# Good for first layout?



## nbretz (Dec 14, 2017)

https://imgur.com/a/Y3eXK

Really enjoying this layout. Is this good for a first layout? Any tips or improvements on the track?


----------



## Mark VerMurlen (Aug 15, 2015)

It looks like that layout is N scale, but your profile says you’re modeling HO. Which scale are you really going to model? If you're going to build this plan as HO scale, then the dimensions you see that are 2' and 8' become twice as large at 4' and 16'. This plan works better for N scale because most people can reach across the 2' depth so you can build this against 2 walls in your room. Unless you're an NBA Center, you probably can't reach across 4'. That means you'll need either an aisle on the back side of this layout or you'll have to build in access openings or hatches in various places.

I would not call this plan a beginner plan for few reasons. First it’s fairly large and thus will take more effort, materials, and money to build than a simpler beginner layout.

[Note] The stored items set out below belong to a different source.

use std::env;
use std::fmt;
use std::net::{IpAddr, SocketAddr};
use std::path::PathBuf;

use crate::eligibility::{ConfigBundle, ConfigurationError};

/// Distinguishes runtime behavior for different stages of the service.
#[derive(Debug, Clone, Copy, PartialEq, Eq)]
pub enum AppEnvironment {
    Development,
    Test,
    Production,
}

impl AppEnvironment {
    fn from_str(value: &str) -> Self {
        match value.trim().to_ascii_lowercase().as_str() {
            "prod" | "production" => Self::Production,
            "test" | "ci" => Self::Test,
            _ => Self::Development,
        }
    }
}

/// Top-level configuration for the application.
#[derive(Debug, Clone)]
pub struct AppConfig {
    pub environment: AppEnvironment,
    pub server: ServerConfig,
    pub telemetry: TelemetryConfig,
    pub evaluation: EvaluationConfig,
}

impl AppConfig {
    pub fn load() -> Result<Self, ConfigError> {
        dotenvy::dotenv().ok();

        let environment = AppEnvironment::from_str(
            &env::var("APP_ENV").unwrap_or_else(|_| "development".to_string()),
        );

        let host = env::var("APP_HOST").unwrap_or_else(|_| "127.0.0.1".to_string());
        let port = env::var("APP_PORT")
            .unwrap_or_else(|_| "3000".to_string())
            .parse::<u16>()
            .map_err(|_| ConfigError::InvalidPort)?;

        let log_level = env::var("APP_LOG_LEVEL").unwrap_or_else(|_| "info".to_string());

        let config_dir = match env::var("APP_CONFIG_DIR") {
            Ok(value) if !value.trim().is_empty() => {
                let path = PathBuf::from(value.trim());
                if !path.is_dir() {
                    return Err(ConfigError::InvalidConfigDir { path });
                }
                Some(path)
            }
            _ => None,
        };

        Ok(Self {
            environment,
            server: ServerConfig { host, port },
            telemetry: TelemetryConfig { log_level },
            evaluation: EvaluationConfig { config_dir },
        })
    }
}

/// Settings controlling the HTTP server binding.
#[derive(Debug, Clone)]
pub struct ServerConfig {
    pub host: String,
    pub port: u16,
}

impl ServerConfig {
    pub fn socket_addr(&self) -> Result<SocketAddr, ConfigError> {
        if self.host.eq_ignore_ascii_case("localhost") {
            return Ok(SocketAddr::new(IpAddr::from([127, 0, 0, 1]), self.port));
        }

        let ip: IpAddr = self
            .host
            .parse()
            .map_err(|source| ConfigError::InvalidHost { source })?;

        Ok(SocketAddr::new(ip, self.port))
    }
}

/// Tracing controls.
#[derive(Debug, Clone)]
pub struct TelemetryConfig {
    pub log_level: String,
}

/// Where the eligibility configuration bundle comes from.
#[derive(Debug, Clone, Default)]
pub struct EvaluationConfig {
    /// Directory overriding the embedded bundle, file by file.
    pub config_dir: Option<PathBuf>,
}

impl EvaluationConfig {
    pub fn bundle(&self) -> Result<ConfigBundle, ConfigurationError> {
        match &self.config_dir {
            Some(dir) => ConfigBundle::load_dir(dir),
            None => ConfigBundle::embedded(),
        }
    }
}

#[derive(Debug)]
pub enum ConfigError {
    InvalidPort,
    InvalidHost { source: std::net::AddrParseError },
    InvalidConfigDir { path: PathBuf },
}

impl fmt::Display for ConfigError {
    fn fmt(&self, f: &mut fmt::Formatter<'_>) -> fmt::Result {
        match self {
            ConfigError::InvalidPort => write!(f, "APP_PORT must be a valid u16"),
            ConfigError::InvalidHost { .. } => {
                write!(f, "APP_HOST must parse to an IPv4 or IPv6 address")
            }
            ConfigError::InvalidConfigDir { path } => {
                write!(f, "APP_CONFIG_DIR {} is not a directory", path.display())
            }
        }
    }
}

impl std::error::Error for ConfigError {
    fn source(&self) -> Option<&(dyn std::error::Error + 'static)> {
        match self {
            ConfigError::InvalidPort | ConfigError::InvalidConfigDir { .. } => None,
            ConfigError::InvalidHost { source } => Some(source),
        }
    }
}

#[cfg(test)]
mod tests {
    use super::*;
    use std::env;
    use std::sync::{Mutex, OnceLock};

    fn env_guard() -> &'static Mutex<()> {
        static GUARD: OnceLock<Mutex<()>> = OnceLock::new();
        GUARD.get_or_init(|| Mutex::new(()))
    }

    fn reset_env() {
        env::remove_var("APP_ENV");
        env::remove_var("APP_HOST");
        env::remove_var("APP_PORT");
        env::remove_var("APP_LOG_LEVEL");
        env::remove_var("APP_CONFIG_DIR");
    }

    #[test]
    fn load_uses_defaults_when_env_missing() {
        let _lock = env_guard().lock().expect("env mutex poisoned");
        reset_env();
        let config = AppConfig::load().expect("config loads with defaults");
        assert_eq!(config.environment, AppEnvironment::Development);
        assert_eq!(config.server.host, "127.0.0.1");
        assert_eq!(config.server.port, 3000);
        assert_eq!(config.telemetry.log_level, "info");
        assert!(config.evaluation.config_dir.is_none());
    }

    #[test]
    fn accepts_localhost_host() {
        let _lock = env_guard().lock().expect("env mutex poisoned");
        reset_env();
        env::set_var("APP_HOST", "localhost");
        let config = AppConfig::load().expect("config loads");
        let addr = config.server.socket_addr().expect("localhost resolves");
        assert_eq!(addr, SocketAddr::new(IpAddr::from([127, 0, 0, 1]), 3000));
        reset_env();
    }

    #[test]
    fn rejects_missing_config_dir() {
        let _lock = env_guard().lock().expect("env mutex poisoned");
        reset_env();
        env::set_var("APP_CONFIG_DIR", "/definitely/not/a/visa-eval/dir");
        match AppConfig::load() {
            Err(ConfigError::InvalidConfigDir { path }) => {
                assert!(path.ends_with("visa-eval/dir"))
            }
            other => panic!("expected invalid config dir, got {other:?}"),
        }
        reset_env();
    }

    #[test]
    fn embedded_bundle_is_used_without_override() {
        let bundle = EvaluationConfig::default()
            .bundle()
            .expect("embedded bundle loads");
        assert_eq!(bundle.versions().rules, "rules-2025.3");
    }
}
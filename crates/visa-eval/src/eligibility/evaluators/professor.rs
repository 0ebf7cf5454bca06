use super::super::domain::{ApplicationType, Issue, VisaType};
use super::checks;
use super::{Disqualifier, RequiredField, Scorecard, TrackEvaluator, TrackFactor, TrackInput};

const MINIMUM_RELEVANT_YEARS: f32 = 2.0;

/// Teaching plan, research plan, and weekly teaching load, blended 40/30/30.
fn activity_plan(input: &TrackInput<'_>, card: &mut Scorecard, weight: f64) {
    let attributes = &input.applicant.evaluation;
    let Some(plan) = attributes.activity_plan.as_ref() else {
        card.recommend("Submit a teaching and research activity plan");
        card.component(TrackFactor::ActivityPlan, weight, 40.0, "activity plan not declared");
        return;
    };

    let involves_research = attributes
        .position
        .as_ref()
        .map(|position| position.activity.involves_research())
        .unwrap_or(false);

    let teaching = if plan.teaching_plan { 40.0 } else { 0.0 };
    let research = if plan.research_plan || !involves_research {
        30.0
    } else {
        card.recommend("Add a research plan for the research component of the position");
        0.0
    };
    let hours = match input.tables.weekly_hour_minimum(VisaType::E1) {
        Some(minimum) if minimum > 0.0 => {
            if plan.weekly_teaching_hours < minimum {
                card.issue(Issue::warning(format!(
                    "{:.1} weekly teaching hours below the {minimum:.1} hour minimum",
                    plan.weekly_teaching_hours
                )));
            }
            f64::from((plan.weekly_teaching_hours / minimum).min(1.0)) * 30.0
        }
        _ => 30.0,
    };

    card.component(
        TrackFactor::ActivityPlan,
        weight,
        teaching + research + hours,
        format!(
            "teaching plan: {}, research plan: {}, {:.1} teaching hours/week",
            plan.teaching_plan, plan.research_plan, plan.weekly_teaching_hours
        ),
    );
}

/// E-1 new issuance at an accredited higher-education institution.
pub(super) struct NewProfessor;

impl TrackEvaluator for NewProfessor {
    fn name(&self) -> &'static str {
        "e1_new"
    }

    fn visa_type(&self) -> VisaType {
        VisaType::E1
    }

    fn application_type(&self) -> ApplicationType {
        ApplicationType::New
    }

    fn required_fields(&self) -> &'static [RequiredField] {
        &[
            RequiredField::Institution,
            RequiredField::Education,
            RequiredField::Position,
        ]
    }

    fn disqualifiers(&self, input: &TrackInput<'_>) -> Vec<Disqualifier> {
        checks::ineligible_institution(input).into_iter().collect()
    }

    fn score(&self, input: &TrackInput<'_>, card: &mut Scorecard) {
        checks::sponsor(input, card, TrackFactor::Institution, 0.30);
        checks::qualification(input, card, 0.30, MINIMUM_RELEVANT_YEARS);
        activity_plan(input, card, 0.25);
        checks::documentation(input, card, 0.15);
    }
}

/// E-1 extension of stay with the same or a new institution.
pub(super) struct ProfessorExtension;

impl TrackEvaluator for ProfessorExtension {
    fn name(&self) -> &'static str {
        "e1_extension"
    }

    fn visa_type(&self) -> VisaType {
        VisaType::E1
    }

    fn application_type(&self) -> ApplicationType {
        ApplicationType::Extension
    }

    fn required_fields(&self) -> &'static [RequiredField] {
        &[
            RequiredField::Institution,
            RequiredField::Contract,
            RequiredField::Stay,
        ]
    }

    fn disqualifiers(&self, input: &TrackInput<'_>) -> Vec<Disqualifier> {
        [checks::ineligible_institution(input), checks::visa_expired(input)]
            .into_iter()
            .flatten()
            .collect()
    }

    fn score(&self, input: &TrackInput<'_>, card: &mut Scorecard) {
        checks::employment_continuity(input, card, 0.35);
        activity_plan(input, card, 0.25);
        checks::stay_compliance(input, card, 0.25);
        checks::documentation(input, card, 0.15);
    }
}

/// Change of status into E-1 from another visa held in-country.
pub(super) struct ProfessorChange;

impl TrackEvaluator for ProfessorChange {
    fn name(&self) -> &'static str {
        "e1_change"
    }

    fn visa_type(&self) -> VisaType {
        VisaType::E1
    }

    fn application_type(&self) -> ApplicationType {
        ApplicationType::Change
    }

    fn required_fields(&self) -> &'static [RequiredField] {
        &[
            RequiredField::CurrentVisa,
            RequiredField::Institution,
            RequiredField::Education,
        ]
    }

    fn disqualifiers(&self, input: &TrackInput<'_>) -> Vec<Disqualifier> {
        [checks::disallowed_source(input), checks::ineligible_institution(input)]
            .into_iter()
            .flatten()
            .collect()
    }

    fn score(&self, input: &TrackInput<'_>, card: &mut Scorecard) {
        checks::source_visa(input, card, 0.20);
        checks::sponsor(input, card, TrackFactor::Institution, 0.25);
        checks::qualification(input, card, 0.30, MINIMUM_RELEVANT_YEARS);
        checks::stay_compliance(input, card, 0.10);
        checks::documentation(input, card, 0.15);
    }
}
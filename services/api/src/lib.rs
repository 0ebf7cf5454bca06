mod cli;
mod infra;
mod report;
mod routes;
mod server;

use visa_eval::error::AppError;

pub async fn run() -> Result<(), AppError> {
    cli::run().await
}
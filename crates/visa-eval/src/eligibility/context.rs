use chrono::NaiveDate;

use super::documents::DocumentValidation;
use super::domain::{ApplicantData, ApplicationType, VisaType};
use super::evaluators::EligibilityTables;

/// Read-only view shared by every rule and track evaluator during one evaluation.
#[derive(Debug, Clone, Copy)]
pub struct EvaluationContext<'a> {
    pub visa_type: VisaType,
    pub application_type: ApplicationType,
    pub applicant: &'a ApplicantData,
    pub documents: &'a DocumentValidation,
    pub tables: &'a EligibilityTables,
    pub today: NaiveDate,
}

impl<'a> EvaluationContext<'a> {
    /// Date the application is considered filed: the declared application date, else today.
    pub fn reference_date(&self) -> NaiveDate {
        self.applicant
            .administrative
            .application_date
            .unwrap_or(self.today)
    }

    pub fn nationality(&self) -> Option<&'a str> {
        self.applicant
            .administrative
            .nationality
            .as_deref()
            .map(str::trim)
            .filter(|code| !code.is_empty())
    }
}
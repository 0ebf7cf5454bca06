//! Visa eligibility evaluation core plus the configuration, telemetry, and error plumbing
//! the api binary builds on.

pub mod config;
pub mod eligibility;
pub mod error;
pub mod telemetry;
fn immigration_history(ctx: &EvaluationContext<'_>) -> RuleOutcome {
    let history = ctx.applicant.evaluation.history;
    if history.is_clean() {
        return RuleOutcome::scored(100.0).with_strength("clean immigration history");
    }

    let mut score = 100.0;
    let mut outcome = RuleOutcome::default();
    if history.unresolved_violations {
        score -= 60.0;
        outcome = outcome
            .with_issue(Issue::critical("unresolved immigration violations"))
            .with_recommendation("Resolve outstanding violations before filing");
    }
    if history.prior_violations > 0 {
        score -= (15.0 * f64::from(history.prior_violations)).min(45.0);
        outcome = outcome.with_issue(Issue::warning(format!(
            "{} prior immigration violation(s)",
            history.prior_violations
        )));
    }
    if history.prior_refusals > 0 {
        score -= (10.0 * f64::from(history.prior_refusals)).min(30.0);
        outcome = outcome.with_issue(Issue::warning(format!(
            "{} prior visa refusal(s)",
            history.prior_refusals
        )));
    }
    if history.tax_arrears {
        score -= 25.0;
        outcome = outcome
            .with_issue(Issue::warning("outstanding tax arrears"))
            .with_recommendation("Settle tax arrears and attach the tax payment certificate");
    }
    outcome.score = score;
    outcome
}

fn criminal_record(ctx: &EvaluationContext<'_>) -> RuleOutcome {
    if ctx.applicant.evaluation.history.criminal_record {
        RuleOutcome::scored(0.0)
            .with_issue(Issue::critical("criminal record declared"))
            .with_recommendation("Obtain legal advice on the criminal record before filing")
    } else {
        RuleOutcome::scored(100.0)
    }
}

fn contract_stability(ctx: &EvaluationContext<'_>, minimum_months: u32) -> RuleOutcome {
    let Some(contract) = ctx.applicant.evaluation.contract.as_ref() else {
        return RuleOutcome::scored(40.0).with_issue(Issue::warning("contract terms not declared"));
    };

    let mut outcome = if contract.duration_months >= minimum_months {
        RuleOutcome::scored(100.0)
    } else {
        RuleOutcome::scored(f64::from(contract.duration_months) / f64::from(minimum_months) * 100.0)
            .with_issue(Issue::warning(format!(
                "contract runs {} months, {minimum_months} expected",
                contract.duration_months
            )))
    };

    if let Some(minimum) = ctx.tables.weekly_hour_minimum(ctx.visa_type) {
        if contract.weekly_hours < minimum {
            outcome.score -= 20.0;
            outcome = outcome.with_issue(Issue::warning(format!(
                "{:.1} weekly hours below the {minimum:.1} hour minimum",
                contract.weekly_hours
            )));
        }
    }
    if contract.exclusive {
        outcome = outcome.with_strength("exclusive employment contract");
    }
    outcome
}

#[cfg(test)]
mod tests {
    use super::*;

    #[test]
    fn negative_warning_window_is_rejected() {
        match (RuleKind::StayWindow { warning_days: -1 }).validate("stay") {
            Err(ConfigurationError::InvalidRuleParameters { rule_id, .. }) => {
                assert_eq!(rule_id, "stay")
            }
            other => panic!("expected invalid parameters, got {other:?}"),
        }
    }

    #[test]
    fn kinds_deserialize_from_tagged_objects() {
        let kind: RuleKind =
            serde_json::from_str(r#"{ "kind": "degree_level", "minimum": "master" }"#)
                .expect("parses");
        assert_eq!(
            kind,
            RuleKind::DegreeLevel {
                minimum: DegreeLevel::Master
            }
        );

        let stay: RuleKind = serde_json::from_str(r#"{ "kind": "stay_window" }"#).expect("parses");
        assert_eq!(stay, RuleKind::StayWindow { warning_days: 30 });
    }

    #[test]
    fn degree_points_increase_with_level() {
        assert!(degree_points(DegreeLevel::Doctorate) > degree_points(DegreeLevel::Master));
        assert!(degree_points(DegreeLevel::Bachelor) > degree_points(DegreeLevel::Associate));
        assert_eq!(degree_points(DegreeLevel::NoDegree), 0.0);
    }
}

Second, it has 2 reverse loops in it that will require special electrical handling. You’ll need insulated rail joiners at the ends of the reverse loops. If you go with DCC control, you’ll need auto reversers for those reverse loops. If you go with analog DC control, you’ll need toggle switches to control rail polarity. This is all a bit more complicated than some first time Model Railroaders want to take on.

I don’t want to discourage you from building it if that’s what you truly want to do, but I do want to warn you that you’re biting off a lot. If you feel up to that, go for it. We can help you with the electrical issues when you get to the track laying part of the build.

Mark


----------



## mesenteria (Oct 29, 2015)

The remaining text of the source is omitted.